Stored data
//! Terminal calendar widgets for `ratatui`: a month grid and a week grid with
//! configurable visible weekdays and start of week, plus a tab container and
//! a radio-button group to host them in.
pub mod calendar;
pub mod component;
pub mod radio;
pub mod tabs;
pub mod theme;
pub use crate::component::Component;
//! A group of mutually exclusive buttons, exactly one of which is selected
use crate::calendar::Direction;
use crate::component::Component;
use crate::theme;
use crossterm::event::{Event, KeyEvent};
use ratatui::{
    buffer::Buffer,
    layout::Rect,
    style::Style,
    text::{Line, Span, Text},
    widgets::Widget,
};

#[derive(Clone, Copy, Debug, Default, Eq, Hash, PartialEq)]
pub enum Orientation {
    /// Buttons sit on one line and are navigated with Left and Right
    #[default]
    Horizontal,
    /// One button per line, navigated with Up and Down
    Vertical,
}

/// Emitted when the selected button changes
#[derive(Clone, Copy, Debug, Eq, Hash, Ord, PartialEq, PartialOrd)]
pub struct RadioSelected {
    pub index: usize,
}

#[derive(Clone, Copy, Debug, Eq, PartialEq)]
pub struct RadioStyles {
    pub symbol: &'static str,
    pub active_symbol: &'static str,
    pub indicator: Style,
    pub active_indicator: Style,
    pub label: Style,
    pub active_label: Style,
    /// Columns between buttons in a horizontal group
    pub spacing: u16,
}

impl Default for RadioStyles {
    fn default() -> RadioStyles {
        RadioStyles {
            symbol: "○",
            active_symbol: "●",
            indicator: theme::UNFOCUSED_STYLE,
            active_indicator: theme::ACTIVE_INDICATOR_STYLE,
            label: theme::BASE_STYLE,
            active_label: theme::BASE_STYLE,
            spacing: 2,
        }
    }
}

#[derive(Clone, Debug, Eq, PartialEq)]
pub struct RadioGroup {
    labels: Vec<String>,
    active: usize,
    orientation: Orientation,
    wraparound: bool,
    styles: RadioStyles,
}

impl RadioGroup {
    /// Creates a group with the first button selected
    pub fn new<I, S>(orientation: Orientation, labels: I) -> RadioGroup
    where
        I: IntoIterator<Item = S>,
        S: Into<String>,
    {
        RadioGroup {
            labels: labels.into_iter().map(Into::into).collect(),
            active: 0,
            orientation,
            wraparound: false,
            styles: RadioStyles::default(),
        }
    }

    pub fn wraparound(mut self, wraparound: bool) -> RadioGroup {
        self.wraparound = wraparound;
        self
    }

    pub fn styles(mut self, styles: RadioStyles) -> RadioGroup {
        self.styles = styles;
        self
    }

    pub fn labels(&self) -> &[String] {
        &self.labels
    }

    pub fn len(&self) -> usize {
        self.labels.len()
    }

    pub fn is_empty(&self) -> bool {
        self.labels.is_empty()
    }

    pub fn orientation(&self) -> Orientation {
        self.orientation
    }

    pub fn active(&self) -> usize {
        self.active
    }

    pub fn active_label(&self) -> Option<&str> {
        self.labels.get(self.active).map(String::as_str)
    }

    /// Selects button `index`, clamped to the last button
    pub fn set_button(&mut self, index: usize) {
        self.active = index.min(self.labels.len().saturating_sub(1));
    }

    pub fn next_button(&mut self) {
        let i = self.active.saturating_add(1);
        if i >= self.labels.len() && self.wraparound {
            self.set_button(0);
        } else {
            self.set_button(i);
        }
    }

    pub fn previous_button(&mut self) {
        match self.active.checked_sub(1) {
            Some(i) => self.set_button(i),
            None if self.wraparound => self.set_button(self.labels.len().saturating_sub(1)),
            None => self.set_button(0),
        }
    }

    pub fn update(&mut self, key: &KeyEvent) -> Option<RadioSelected> {
        let before = self.active;
        match (self.orientation, Direction::from_key(key)?) {
            (Orientation::Horizontal, Direction::Left) | (Orientation::Vertical, Direction::Up) => {
                self.previous_button();
            }
            (Orientation::Horizontal, Direction::Right)
            | (Orientation::Vertical, Direction::Down) => self.next_button(),
            _ => return None,
        }
        (self.active != before).then_some(RadioSelected { index: self.active })
    }

    fn button(&self, index: usize, label: &str) -> Vec<Span<'static>> {
        let (symbol, indicator, label_style) = if index == self.active {
            (
                self.styles.active_symbol,
                self.styles.active_indicator,
                self.styles.active_label,
            )
        } else {
            (self.styles.symbol, self.styles.indicator, self.styles.label)
        };
        let mut spans = Vec::with_capacity(3);
        if !symbol.is_empty() {
            spans.push(Span::styled(symbol, indicator));
            spans.push(Span::raw(" "));
        }
        if !label.is_empty() {
            spans.push(Span::styled(label.to_owned(), label_style));
        }
        spans
    }

    pub fn to_text(&self) -> Text<'static> {
        let buttons = self
            .labels
            .iter()
            .enumerate()
            .map(|(i, label)| self.button(i, label));
        match self.orientation {
            Orientation::Horizontal => {
                let gap = " ".repeat(usize::from(self.styles.spacing));
                let mut spans = Vec::new();
                for (i, button) in buttons.enumerate() {
                    if i > 0 {
                        spans.push(Span::raw(gap.clone()));
                    }
                    spans.extend(button);
                }
                Text::from(Line::from(spans))
            }
            Orientation::Vertical => Text::from(buttons.map(Line::from).collect::<Vec<_>>()),
        }
    }
}

impl Component for RadioGroup {
    type Effect = RadioSelected;

    fn handle_event(&mut self, event: &Event) -> Vec<RadioSelected> {
        match event {
            Event::Key(key) => self.update(key).into_iter().collect(),
            _ => Vec::new(),
        }
    }

    fn render(&self, area: Rect, buf: &mut Buffer) {
        self.to_text().render(area, buf);
    }
}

**WHAT IS REQUIRED:** Check each line of the entries above for the string "match", and return those that contain it.

**YOUR RESPONSE:**
        match self.active.checked_sub(1) {
        match (self.orientation, Direction::from_key(key)?) {
        match self.orientation {
        match event {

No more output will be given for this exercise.